Title: In search of local singularities in ideal potential flows with free surface Show Chinese title

Title: 寻找理想势流中的局部奇点的自由表面

Abstract: For ideal fluid flow with zero surface tension and gravity, it remains unknown whether local singularities on the free surface can develop in well-posed initial value problems with smooth initial data. This is so despite great advances over the last 25 years in the mathematical analysis of the Euler equations for water waves. Here we expand our earlier work (Chin. Ann. Math. Ser. B 40 (2019) 925) and review the mathematical literature and some of the history concerning Dirichlet's ellipsoids and related hyperboloids associated with jet formation and "flip-through," "splash singularities," and recent constructions of singular free surfaces that however violate the Taylor sign condition for linear well-posedness. We illustrate some of these phenomena with numerical computations of 2D flow based upon a conformal mapping formulation (whose derivation is detailed and discussed in an appendix).

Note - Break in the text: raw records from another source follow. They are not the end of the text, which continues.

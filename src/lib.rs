pub mod auth;
pub mod bookings;
pub mod catalog;
pub mod config;
pub mod db;
pub mod error;
pub mod notifications;
pub mod pricing;
pub mod response;
pub mod users;
pub mod validation;

#[cfg(test)]
pub mod testing;

#[cfg(test)]
mod tests;

use axum::{
    middleware::from_fn_with_state,
    routing::{get, post, put},
    Router,
};
use sqlx::PgPool;
use std::sync::Arc;
use tower::ServiceBuilder;
use tower_http::{
    cors::{Any, CorsLayer},
    trace::TraceLayer,
};
use utoipa::{
    openapi::security::{HttpAuthScheme, HttpBuilder, SecurityScheme},
    Modify, OpenApi,
};
use utoipa_swagger_ui::SwaggerUi;

use crate::auth::{require_role, AuthService, PgUserRepository, RequireRole, TokenService, UserStore};
use crate::bookings::{BookingService, PgBookingRepository};
use crate::catalog::{
    DestinationStore, PgDestinationRepository, PgServiceRepository, ServiceStore, ServiceTypeRepository,
};
use crate::config::AppConfig;
use crate::notifications::Mailer;
use crate::pricing::{PricingClient, PricingError};

/// OpenAPI documentation structure
#[derive(OpenApi)]
#[openapi(
    paths(
        auth::handlers::register_handler,
        auth::handlers::login_handler,
        auth::handlers::verify_email_handler,
        auth::handlers::resend_verification_handler,
        catalog::handlers::list_destinations_handler,
        catalog::handlers::get_destination_handler,
        catalog::handlers::create_destination_handler,
        catalog::handlers::update_destination_handler,
        catalog::handlers::delete_destination_handler,
        pricing::handlers::search_flights_handler,
    ),
    components(schemas(
        auth::models::RegisterRequest,
        auth::models::LoginRequest,
        auth::models::VerifyEmailRequest,
        auth::models::ResendVerificationRequest,
        auth::models::AuthPayload,
        auth::models::UserResponse,
        auth::models::Role,
        error::ErrorResponse,
        catalog::models::Destination,
        catalog::models::CreateDestination,
        catalog::models::UpdateDestination,
        pricing::models::Flight,
        pricing::models::FlightSearchResult,
        pricing::models::ResultSource,
    )),
    modifiers(&SecurityAddon),
    tags(
        (name = "auth", description = "Registration, login and email verification"),
        (name = "destinations", description = "Destination catalog"),
        (name = "pricing", description = "Live flight and hotel prices")
    ),
    info(
        title = "Nomado API",
        version = "1.0.0",
        description = "Travel booking backend: accounts, catalog, bookings and live prices"
    )
)]
pub struct ApiDoc;

struct SecurityAddon;

impl Modify for SecurityAddon {
    fn modify(&self, openapi: &mut utoipa::openapi::OpenApi) {
        if let Some(components) = openapi.components.as_mut() {
            components.add_security_scheme(
                "bearer_auth",
                SecurityScheme::Http(
                    HttpBuilder::new()
                        .scheme(HttpAuthScheme::Bearer)
                        .bearer_format("JWT")
                        .build(),
                ),
            );
        }
    }
}

/// Application state shared across handlers
#[derive(Clone)]
pub struct AppState {
    pub users: Arc<dyn UserStore>,
    pub auth: AuthService,
    pub destinations: Arc<dyn DestinationStore>,
    pub service_types: ServiceTypeRepository,
    pub services: Arc<dyn ServiceStore>,
    pub bookings: BookingService,
    pub pricing: PricingClient,
}

impl AppState {
    /// Wire PostgreSQL-backed stores around one pool
    pub fn new(pool: PgPool, config: &AppConfig, mailer: Arc<dyn Mailer>) -> Result<Self, PricingError> {
        let users: Arc<dyn UserStore> = Arc::new(PgUserRepository::new(pool.clone()));
        let tokens = TokenService::new(config.jwt.secret.clone(), config.jwt.ttl_seconds);
        let services: Arc<dyn ServiceStore> = Arc::new(PgServiceRepository::new(pool.clone()));

        Ok(Self {
            auth: AuthService::new(users.clone(), mailer, tokens),
            users,
            destinations: Arc::new(PgDestinationRepository::new(pool.clone())),
            service_types: ServiceTypeRepository::new(pool.clone()),
            bookings: BookingService::new(Arc::new(PgBookingRepository::new(pool)), services.clone()),
            services,
            pricing: PricingClient::new(config.pricing.clone())?,
        })
    }

    fn gate(&self, preset: fn(AuthService, Arc<dyn UserStore>) -> RequireRole) -> RequireRole {
        preset(self.auth.clone(), self.users.clone())
    }
}

/// Creates and configures the application router
///
/// Route groups share a role gate: public, any signed-in user, admin or
/// provider, and admin only.
pub fn create_router(state: AppState) -> Router {
    use auth::handlers as auth_h;
    use bookings::handlers as booking_h;
    use catalog::handlers as catalog_h;
    use pricing::handlers as pricing_h;
    use users::handlers as user_h;

    let public = Router::new()
        .route("/api/auth/register", post(auth_h::register_handler))
        .route("/api/auth/login", post(auth_h::login_handler))
        .route("/api/auth/verify-email", post(auth_h::verify_email_handler))
        .route("/api/auth/resend-verification", post(auth_h::resend_verification_handler))
        .route("/api/destinations", get(catalog_h::list_destinations_handler))
        .route("/api/destinations/:id", get(catalog_h::get_destination_handler))
        .route("/api/service-types", get(catalog_h::list_service_types_handler))
        .route("/api/service-types/:id", get(catalog_h::get_service_type_handler))
        .route("/api/services", get(catalog_h::list_services_handler))
        .route("/api/services/:id", get(catalog_h::get_service_handler))
        .route("/api/flights/search", get(pricing_h::search_flights_handler))
        .route("/api/hotels/search", get(pricing_h::search_hotels_handler))
        .route("/api/hotels/popular/:city_id", get(pricing_h::popular_hotels_handler))
        .route("/api/hotels/destinations", get(pricing_h::hotel_destinations_handler));

    let signed_in = Router::new()
        .route("/api/auth/me", get(auth_h::me_handler))
        .route(
            "/api/profile",
            get(user_h::get_profile_handler).put(user_h::update_profile_handler),
        )
        .route(
            "/api/bookings",
            get(booking_h::list_bookings_handler).post(booking_h::create_booking_handler),
        )
        .route("/api/bookings/:id", get(booking_h::get_booking_handler))
        .route_layer(from_fn_with_state(state.gate(RequireRole::any), require_role));

    let providers = Router::new()
        .route("/api/provider/services", post(catalog_h::create_service_handler))
        .route(
            "/api/provider/services/:id",
            put(catalog_h::update_service_handler).delete(catalog_h::delete_service_handler),
        )
        .route_layer(from_fn_with_state(
            state.gate(RequireRole::admin_or_provider),
            require_role,
        ));

    let admin = Router::new()
        .route("/api/admin/destinations", post(catalog_h::create_destination_handler))
        .route(
            "/api/admin/destinations/:id",
            put(catalog_h::update_destination_handler).delete(catalog_h::delete_destination_handler),
        )
        .route("/api/admin/service-types", post(catalog_h::create_service_type_handler))
        .route(
            "/api/admin/service-types/:id",
            put(catalog_h::update_service_type_handler).delete(catalog_h::delete_service_type_handler),
        )
        .route(
            "/api/admin/bookings/:id/status",
            put(booking_h::update_booking_status_handler),
        )
        .route("/api/admin/users", get(user_h::list_users_handler))
        .route("/api/admin/users/role/:role", get(user_h::list_users_by_role_handler))
        .route("/api/admin/users/:id/role", put(user_h::update_user_role_handler))
        .route(
            "/api/admin/users/:id",
            axum::routing::delete(user_h::delete_user_handler),
        )
        .route_layer(from_fn_with_state(state.gate(RequireRole::admin), require_role));

    let cors = CorsLayer::new()
        .allow_origin(Any)
        .allow_methods(Any)
        .allow_headers(Any);

    Router::new()
        .merge(SwaggerUi::new("/swagger-ui").url("/api-docs/openapi.json", ApiDoc::openapi()))
        .merge(public)
        .merge(signed_in)
        .merge(providers)
        .merge(admin)
        .layer(
            ServiceBuilder::new()
                .layer(TraceLayer::new_for_http())
                .layer(cors),
        )
        .with_state(state)
}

Additional numerical evidence strongly suggests that corner singularities may form in an unstable self-similar way from specially prepared initial data. Show Chinese abstract

Abstract: 对于无表面张力和重力的理想流体流动，即使在过去的25年中，水波欧拉方程的数学分析取得了巨大进展，但仍然不清楚在具有光滑初始数据的适定初值问题中，自由表面上是否会出现局部奇点。 在此，我们扩展了我们之前的工作（Chin. Ann. Math. Ser. B 40 (2019) 925），并回顾了与喷流形成和“翻转通过”、“溅射奇点”相关的狄利克雷椭球体和相关双曲面的数学文献和一些历史背景，以及最近构建的违反线性适定性泰勒符号条件的奇异自由表面。 我们通过基于保角映射公式的二维流动数值计算来说明其中一些现象（其推导在附录中详细讨论）。 额外的数值证据强烈表明，角奇点可能从特别准备的初始数据以不稳定的自相似方式形成。